If I were to guess the geography that was to cause a volatility shock in the marketplace, I would be most concerned with China. However, predicting when their economy has lit too much gasoline is impossible. It could happen in 2011, or it could not. Without having the research arm of Goldman Sachs on my side, it is very difficult to determine what goes on the other side of the Pacific Ocean – figuring out what’s going on in Canada is difficult enough.
It is entirely possible that cash will be the best performing asset class in 2011, but I would want to “lock” in this statement sometime in the first half of 2011 – right now, fighting the flow of very easy monetary policy will be damaging to my portfolio.
I am sure this expression is intruding upon a Yogi Berra quotation, but I will say it anyway: volatility will be muted, except for when it isn’t. I do not know if we will see shocks, but until we do see some volatility, I do not think we will see much in the way of opportunity.
Predictions for 2011
Take these predictions with a grain of salt:
* The US Federal Reserve raises the short term rate by the end of the year. Thus, it follows that:
– The US Dollar will rise relative to the Canadian Dollar in 2011 (close of 2010: 0.9945 USD = 1 CAD).

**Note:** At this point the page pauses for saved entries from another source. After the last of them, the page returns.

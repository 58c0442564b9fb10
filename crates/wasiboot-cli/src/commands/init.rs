use std::path::Path;

use anyhow::bail;
use wasiboot_core::BootConfig;
use wasiboot_core::DEFAULT_ARTIFACT_PATH;
use wasiboot_core::config::CONFIG_FILE_NAME;

pub fn init(path: &str, artifact: Option<&str>, force: bool) -> anyhow::Result<()> {
    let output = Path::new(path).join(CONFIG_FILE_NAME);
    if output.exists() && !force {
        bail!("{} already exists (use --force to overwrite)", output.display());
    }

    let config = BootConfig::scaffold(artifact.unwrap_or(DEFAULT_ARTIFACT_PATH));
    std::fs::write(&output, config.to_toml_string()?)?;
    println!("✓ Generated {}", output.display());

    Ok(())
}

– Spot Gold ends lower at the end of 2011 than the beginning of 2011 (close of 2010: US$1421/Oz).
* An equal-weighted basket of the five big Canadian banks (BMO, BNS, CM, RY, TD), purchased at the December 31, 2010 closing price, will underperform a 1-year CAD treasury bill yielding 1.4% on December 31, 2010. (NOTE: dividends and interest are not reinvested in this prediction).
* My unconventional prediction for 2011 is that US cash will outperform the S&P/TSX Composite Index (link) starting February 28, 2011.